Task brief
In your answer, print each of the records below exactly.

Given records
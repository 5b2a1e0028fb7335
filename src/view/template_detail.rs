use anyhow::Result;

use crate::models::WorkoutTemplate;

use super::alert::Alert;
use super::navigation::{Route, TemplateSeed};
use super::notes::{NoteEditor, NoteSave};

#[derive(Debug, Clone, PartialEq)]
pub enum TemplatePhase {
    Loading,
    /// Missing or failed to load; only back-navigation is offered
    NotFound,
    Loaded(WorkoutTemplate),
}

/// Actions offered by the detail screen in its current phase
#[derive(Debug, Clone, Copy, PartialEq, Eq)]
pub enum DetailAction {
    Back,
    Edit,
    Duplicate,
    Delete,
    StartWorkout,
    Notes,
}

/// Confirmed request to delete a template
#[derive(Debug, Clone, PartialEq, Eq)]
pub struct DeleteRequest {
    pub id: String,
    pub name: String,
}

/// Screen state for a single workout template
#[derive(Debug)]
pub struct TemplateDetail {
    id: String,
    pub phase: TemplatePhase,
    /// Set once the trainer asked to delete and before they answered
    pub confirming_delete: bool,
    pub notes: Option<NoteEditor>,
    pub alert: Option<Alert>,
    pub scroll: u16,
    /// Last scroll offset that still fills the viewport
    max_scroll: u16,
}

impl TemplateDetail {
    pub fn new(id: impl Into<String>) -> Self {
        Self {
            id: id.into(),
            phase: TemplatePhase::Loading,
            confirming_delete: false,
            notes: None,
            alert: None,
            scroll: 0,
            max_scroll: 0,
        }
    }

    pub fn id(&self) -> &str {
        &self.id
    }

    /// A lookup error renders the same way as a missing template
    pub fn finish_load(&mut self, result: Result<Option<WorkoutTemplate>>) {
        self.phase = match result {
            Ok(Some(template)) => TemplatePhase::Loaded(template),
            Ok(None) => {
                tracing::warn!("Template {} not found", self.id);
                TemplatePhase::NotFound
            }
            Err(e) => {
                tracing::error!("Error loading template details: {:#}", e);
                TemplatePhase::NotFound
            }
        };
    }

    pub fn template(&self) -> Option<&WorkoutTemplate> {
        match &self.phase {
            TemplatePhase::Loaded(template) => Some(template),
            _ => None,
        }
    }

    pub fn actions(&self) -> Vec<DetailAction> {
        match self.phase {
            TemplatePhase::Loaded(_) => vec![
                DetailAction::Back,
                DetailAction::StartWorkout,
                DetailAction::Edit,
                DetailAction::Duplicate,
                DetailAction::Notes,
                DetailAction::Delete,
            ],
            TemplatePhase::Loading | TemplatePhase::NotFound => vec![DetailAction::Back],
        }
    }

    pub fn back(&self) -> Route {
        Route::Back
    }

    pub fn edit(&self) -> Option<Route> {
        self.template()
            .map(|t| Route::CreateTemplate(TemplateSeed::Edit(t.id.clone())))
    }

    pub fn duplicate(&self) -> Option<Route> {
        self.template()
            .map(|t| Route::CreateTemplate(TemplateSeed::Duplicate(t.id.clone())))
    }

    pub fn start_workout(&mut self) {
        if let Some(name) = self.template().map(|t| t.name.clone()) {
            self.alert = Some(Alert::info(
                "Start Workout",
                format!("Starting workout with {} template", name),
            ));
        }
    }

    /// First stage of deletion. Ignored unless a template is loaded.
    pub fn request_delete(&mut self) -> bool {
        self.confirming_delete = self.template().is_some();
        self.confirming_delete
    }

    pub fn cancel_delete(&mut self) {
        self.confirming_delete = false;
    }

    /// Second stage: turns a pending confirmation into a request
    pub fn confirm_delete(&mut self) -> Option<DeleteRequest> {
        if !self.confirming_delete {
            return None;
        }
        self.confirming_delete = false;

        self.template().map(|t| DeleteRequest {
            id: t.id.clone(),
            name: t.name.clone(),
        })
    }

    /// On success, navigate back. On failure, raise an alert and keep
    /// everything else as it was.
    pub fn finish_delete(&mut self, result: Result<()>) -> Option<Route> {
        match result {
            Ok(()) => {
                self.alert = Some(Alert::success("Template deleted successfully"));
                Some(Route::Back)
            }
            Err(e) => {
                tracing::error!("Error deleting template: {:#}", e);
                self.alert = Some(Alert::error("Failed to delete template"));
                None
            }
        }
    }

    pub fn open_notes(&mut self, existing: Option<String>) -> bool {
        let editor = self
            .template()
            .map(|template| NoteEditor::for_template(template, existing));

        match editor {
            Some(editor) => {
                self.notes = Some(editor);
                true
            }
            None => false,
        }
    }

    pub fn close_notes(&mut self) {
        self.notes = None;
    }

    pub fn save_notes(&mut self) -> Option<NoteSave> {
        let request = self.notes.as_ref()?.save_request()?;
        self.notes = None;
        Some(request)
    }

    pub fn finish_save(&mut self, save: &NoteSave, result: Result<()>) {
        self.alert = Some(match result {
            Ok(()) => Alert::success(save.success_message()),
            Err(e) => {
                tracing::error!("Error saving template notes: {:#}", e);
                Alert::error("Failed to save notes")
            }
        });
    }

    pub fn dismiss_alert(&mut self) {
        self.alert = None;
    }

    pub fn scroll_down(&mut self) {
        if self.scroll < self.max_scroll {
            self.scroll += 1;
        }
    }

    /// Bound scrolling to content that does not fit on screen
    pub fn set_max_scroll(&mut self, max_scroll: u16) {
        self.max_scroll = max_scroll;
        self.scroll = self.scroll.min(max_scroll);
    }

    pub fn scroll_up(&mut self) {
        self.scroll = self.scroll.saturating_sub(1);
    }
}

Response
repository 5b2a1e0028fb7335
filename src/view/template_detail.rs
use anyhow::Result;

use crate::models::WorkoutTemplate;

use super::alert::Alert;
use super::navigation::{Route, TemplateSeed};
use super::notes::{NoteEditor, NoteSave};

#[derive(Debug, Clone, PartialEq)]
pub enum TemplatePhase {
    Loading,
    /// Missing or failed to load; only back-navigation is offered
    NotFound,
    Loaded(WorkoutTemplate),
}

/// Actions offered by the detail screen in its current phase
#[derive(Debug, Clone, Copy, PartialEq, Eq)]
pub enum DetailAction {
    Back,
    Edit,
    Duplicate,
    Delete,
    StartWorkout,
    Notes,
}

/// Confirmed request to delete a template
#[derive(Debug, Clone, PartialEq, Eq)]
pub struct DeleteRequest {
    pub id: String,
    pub name: String,
}

/// Screen state for a single workout template
#[derive(Debug)]
pub struct TemplateDetail {
    id: String,
    pub phase: TemplatePhase,
    /// Set once the trainer asked to delete and before they answered
    pub confirming_delete: bool,
    pub notes: Option<NoteEditor>,
    pub alert: Option<Alert>,
    pub scroll: u16,
    /// Last scroll offset that still fills the viewport
    max_scroll: u16,
}

impl TemplateDetail {
    pub fn new(id: impl Into<String>) -> Self {
        Self {
            id: id.into(),
            phase: TemplatePhase::Loading,
            confirming_delete: false,
            notes: None,
            alert: None,
            scroll: 0,
            max_scroll: 0,
        }
    }

    pub fn id(&self) -> &str {
        &self.id
    }

    /// A lookup error renders the same way as a missing template
    pub fn finish_load(&mut self, result: Result<Option<WorkoutTemplate>>) {
        self.phase = match result {
            Ok(Some(template)) => TemplatePhase::Loaded(template),
            Ok(None) => {
                tracing::warn!("Template {} not found", self.id);
                TemplatePhase::NotFound
            }
            Err(e) => {
                tracing::error!("Error loading template details: {:#}", e);
                TemplatePhase::NotFound
            }
        };
    }

    pub fn template(&self) -> Option<&WorkoutTemplate> {
        match &self.phase {
            TemplatePhase::Loaded(template) => Some(template),
            _ => None,
        }
    }

    pub fn actions(&self) -> Vec<DetailAction> {
        match self.phase {
            TemplatePhase::Loaded(_) => vec![
                DetailAction::Back,
                DetailAction::StartWorkout,
                DetailAction::Edit,
                DetailAction::Duplicate,
                DetailAction::Notes,
                DetailAction::Delete,
            ],
            TemplatePhase::Loading | TemplatePhase::NotFound => vec![DetailAction::Back],
        }
    }

    pub fn back(&self) -> Route {
        Route::Back
    }

    pub fn edit(&self) -> Option<Route> {
        self.template()
            .map(|t| Route::CreateTemplate(TemplateSeed::Edit(t.id.clone())))
    }

    pub fn duplicate(&self) -> Option<Route> {
        self.template()
            .map(|t| Route::CreateTemplate(TemplateSeed::Duplicate(t.id.clone())))
    }

    pub fn start_workout(&mut self) {
        if let Some(name) = self.template().map(|t| t.name.clone()) {
            self.alert = Some(Alert::info(
                "Start Workout",
                format!("Starting workout with {} template", name),
            ));
        }
    }

    /// First stage of deletion. Ignored unless a template is loaded.
    pub fn request_delete(&mut self) -> bool {
        self.confirming_delete = self.template().is_some();
        self.confirming_delete
    }

    pub fn cancel_delete(&mut self) {
        self.confirming_delete = false;
    }

    /// Second stage: turns a pending confirmation into a request
    pub fn confirm_delete(&mut self) -> Option<DeleteRequest> {
        if !self.confirming_delete {
            return None;
        }
        self.confirming_delete = false;

        self.template().map(|t| DeleteRequest {
            id: t.id.clone(),
            name: t.name.clone(),
        })
    }

    /// On success, navigate back. On failure, raise an alert and keep
    /// everything else as it was.
    pub fn finish_delete(&mut self, result: Result<()>) -> Option<Route> {
        match result {
            Ok(()) => {
                self.alert = Some(Alert::success("Template deleted successfully"));
                Some(Route::Back)
            }
            Err(e) => {
                tracing::error!("Error deleting template: {:#}", e);
                self.alert = Some(Alert::error("Failed to delete template"));
                None
            }
        }
    }

    pub fn open_notes(&mut self, existing: Option<String>) -> bool {
        let editor = self
            .template()
            .map(|template| NoteEditor::for_template(template, existing));

        match editor {
            Some(editor) => {
                self.notes = Some(editor);
                true
            }
            None => false,
        }
    }

    pub fn close_notes(&mut self) {
        self.notes = None;
    }

    pub fn save_notes(&mut self) -> Option<NoteSave> {
        let request = self.notes.as_ref()?.save_request()?;
        self.notes = None;
        Some(request)
    }

    pub fn finish_save(&mut self, save: &NoteSave, result: Result<()>) {
        self.alert = Some(match result {
            Ok(()) => Alert::success(save.success_message()),
            Err(e) => {
                tracing::error!("Error saving template notes: {:#}", e);
                Alert::error("Failed to save notes")
            }
        });
    }

    pub fn dismiss_alert(&mut self) {
        self.alert = None;
    }

    pub fn scroll_down(&mut self) {
        if self.scroll < self.max_scroll {
            self.scroll += 1;
        }
    }

    /// Bound scrolling to content that does not fit on screen
    pub fn set_max_scroll(&mut self, max_scroll: u16) {
        self.max_scroll = max_scroll;
        self.scroll = self.scroll.min(max_scroll);
    }

    pub fn scroll_up(&mut self) {
        self.scroll = self.scroll.saturating_sub(1);
    }
}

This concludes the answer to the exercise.